It’s 1956 in Longford, Illinois, and 11-year-old Anna is tired of being ordinary. Her brother is good at sports and her sister is good at school, but Anna doesn’t think she’s got anything that makes her stand out. That changes when she discovers a strange little shop in town one day. Simply called “Shop”, she wanders in and meets owners Ruth and Vernon, an older couple who call themselves “keepers” and always seem to have whatever a customer most needs at the moment. Anna glimpses a mirror in the shop that seems to reflect what each customer truly wants, and Ruth is delighted that Anna seems to share their gift for “reading”. Ruth offers Anna a job as a shopgirl, and takes the girl under her wing, and Anna finally feels special. But she becomes quickly obsessed with the store, affecting her friendship with her best friend, Carrie; she also notices some changes affecting the town: a beloved teacher turns her back on her students; a store burns down; Anna notices her own sister’s schoolwork suffering. As Ruth pushes Anna to make a difficult life decision, Anna realizes that Ruth isn’t the kindly old storekeeper and mentor she thought she was, and she needs to find a magical solution to save her town and herself.

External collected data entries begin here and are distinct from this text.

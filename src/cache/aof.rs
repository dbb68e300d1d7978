//! Append-Only Log Module
//!
//! Text log of every successful `put`, one record per line:
//!
//! ```text
//! PUT <key> <value> <expires_at_ms>
//! ```
//!
//! The last field is the absolute expiry timestamp in Unix milliseconds.
//! The file is only ever appended to and is read once, front to back, when
//! a cache is constructed.

use std::fmt;
use std::fs::{self, File, OpenOptions};
use std::io::{self, BufRead, BufReader, Read, Seek, SeekFrom, Write};
use std::path::{Path, PathBuf};
use std::str::FromStr;

use tracing::{debug, warn};

use crate::error::{CacheError, Result};

/// Default log file name, relative to the working directory.
pub const DEFAULT_AOF_FILE: &str = "appendonly.aof";

// == Log Operation ==
#[derive(Debug, Clone, Copy, PartialEq, Eq)]
pub enum LogOp {
    Put,
}

impl fmt::Display for LogOp {
    fn fmt(&self, f: &mut fmt::Formatter<'_>) -> fmt::Result {
        match self {
            LogOp::Put => f.write_str("PUT"),
        }
    }
}

impl FromStr for LogOp {
    type Err = String;

    fn from_str(s: &str) -> std::result::Result<Self, Self::Err> {
        match s {
            "PUT" => Ok(LogOp::Put),
            other => Err(format!("unknown operation '{}'", other)),
        }
    }
}

// == Log Record ==
#[derive(Debug, Clone, PartialEq, Eq)]
pub struct LogRecord {
    pub op: LogOp,
    pub key: String,
    pub value: String,
    pub expires_at: u64,
}

impl LogRecord {
    pub fn put(key: &str, value: &str, expires_at: u64) -> Self {
        Self {
            op: LogOp::Put,
            key: key.to_owned(),
            value: value.to_owned(),
            expires_at,
        }
    }

    /// Parses one log line; `line_no` is 1-based and only used for errors.
    pub fn parse(line: &str, line_no: usize) -> Result<Self> {
        let malformed = |reason: String| CacheError::MalformedRecord {
            line: line_no,
            reason,
        };

        let fields: Vec<&str> = line.split_whitespace().collect();
        let [op, key, value, expires_at] = fields.as_slice() else {
            return Err(malformed(format!(
                "expected 4 fields, found {}",
                fields.len()
            )));
        };

        let op = op.parse::<LogOp>().map_err(malformed)?;
        let expires_at = expires_at
            .parse::<u64>()
            .map_err(|_| malformed(format!("non-numeric expiry '{}'", expires_at)))?;

        Ok(Self {
            op,
            key: (*key).to_owned(),
            value: (*value).to_owned(),
            expires_at,
        })
    }
}

impl fmt::Display for LogRecord {
    fn fmt(&self, f: &mut fmt::Formatter<'_>) -> fmt::Result {
        write!(
            f,
            "{} {} {} {}",
            self.op, self.key, self.value, self.expires_at
        )
    }
}

// == Append Log ==
/// Handle on the append-only file. The writer is opened lazily and dropped
/// after a failed write so the next append reopens it.
#[derive(Debug)]
pub struct AppendLog {
    path: PathBuf,
    writer: Option<File>,
    fsync: bool,
}

impl AppendLog {
    pub fn new(path: impl Into<PathBuf>, fsync: bool) -> Self {
        Self {
            path: path.into(),
            writer: None,
            fsync,
        }
    }

    pub fn path(&self) -> &Path {
        &self.path
    }

    // == Append ==
    /// Writes one record and flushes it before returning.
    pub fn append(&mut self, record: &LogRecord) -> Result<()> {
        self.write_line(record).map_err(CacheError::from)
    }

    fn write_line(&mut self, record: &LogRecord) -> io::Result<()> {
        // Taken out so a failed write leaves no writer behind
        let mut file = match self.writer.take() {
            Some(file) => file,
            None => self.open_writer()?,
        };

        // One write per record so a line is never split across calls
        let line = format!("{}\n", record);
        file.write_all(line.as_bytes())?;
        file.flush()?;
        if self.fsync {
            file.sync_data()?;
        }
        self.writer = Some(file);
        Ok(())
    }

    /// Opens the file for appending. A torn last line left by a crash is
    /// terminated first so the next record starts on its own line.
    fn open_writer(&self) -> io::Result<File> {
        let mut file = OpenOptions::new()
            .create(true)
            .read(true)
            .append(true)
            .open(&self.path)?;

        let len = file.metadata()?.len();
        if len > 0 {
            let mut last = [0u8; 1];
            file.seek(SeekFrom::Start(len - 1))?;
            file.read_exact(&mut last)?;
            if last[0] != b'\n' {
                warn!(
                    "Terminating partial last line in {}",
                    self.path.display()
                );
                file.write_all(b"\n")?;
            }
        }
        Ok(file)
    }

    // == Replay ==
    /// Reads every well-formed record in file order.
    ///
    /// A missing file yields no records. Malformed lines, including lines
    /// that are not valid UTF-8, are logged and skipped. A read error stops
    /// the scan and keeps what was read so far.
    pub fn replay(&self) -> Result<Replay> {
        let file = match File::open(&self.path) {
            Ok(file) => file,
            Err(err) if err.kind() == io::ErrorKind::NotFound => {
                debug!("No append-only log at {}", self.path.display());
                return Ok(Replay::default());
            }
            Err(err) => return Err(err.into()),
        };

        let mut replay = Replay::default();
        let mut reader = BufReader::new(file);
        let mut buf = Vec::new();
        let mut line_no = 0;
        loop {
            buf.clear();
            match reader.read_until(b'\n', &mut buf) {
                Ok(0) => break,
                Ok(_) => line_no += 1,
                Err(err) => {
                    warn!(
                        "Stopped reading {} at line {}: {}",
                        self.path.display(),
                        line_no + 1,
                        err
                    );
                    replay.truncated = true;
                    break;
                }
            }

            let Ok(line) = std::str::from_utf8(&buf) else {
                warn!("Skipping log record at line {}: not valid UTF-8", line_no);
                replay.malformed += 1;
                continue;
            };
            if line.trim().is_empty() {
                continue;
            }
            match LogRecord::parse(line, line_no) {
                Ok(record) => replay.records.push(record),
                Err(err) => {
                    warn!("Skipping log record: {}", err);
                    replay.malformed += 1;
                }
            }
        }
        Ok(replay)
    }

    /// Size of the log file in bytes, 0 if it does not exist.
    pub fn file_size(&self) -> u64 {
        fs::metadata(&self.path).map(|meta| meta.len()).unwrap_or(0)
    }
}

/// Result of reading the log back.
#[derive(Debug, Default)]
pub struct Replay {
    pub records: Vec<LogRecord>,
    pub malformed: usize,
    /// True if a read error cut the scan short
    pub truncated: bool,
}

I loved All Sales Final. Think of it as a Needful Things for middle grade, and you have a good idea of what you’re about to read. Ruth is a warm, cuddly character with a touch of the sinister; Anna is relatable as an ordinary kid who longs to be more: it’s a powerful combination when the two elements come together. Secondary characters are all well-written, having their own backstories and minor subplots, giving nice depth to the story. The “be careful what you wish for” message is strong and speaks to readers on a level they’ll appreciate, and delivering it in a fantastic context makes it a page-turning read. The post-World War II setting strips a lot of technology away, making characters work for a solution and making readers think about how they would cope in a fantasy world that is grounded in the reality of the day: you have magic mirrors, but no ability to text or Google. You have to work for solutions!
Love the character development, love the backstory, love the book. It’s a must for fantasy readers, especially dark fantasy fans who loved books like Neil Gaiman’s Coraline or Holly Black’s Doll Bones. If you haven’t read Sarah Reida’s 2016 book, Monsterville, add that to your pile, too. It’s sorely underrated, and has more great interplay between characters set in a spooky setting.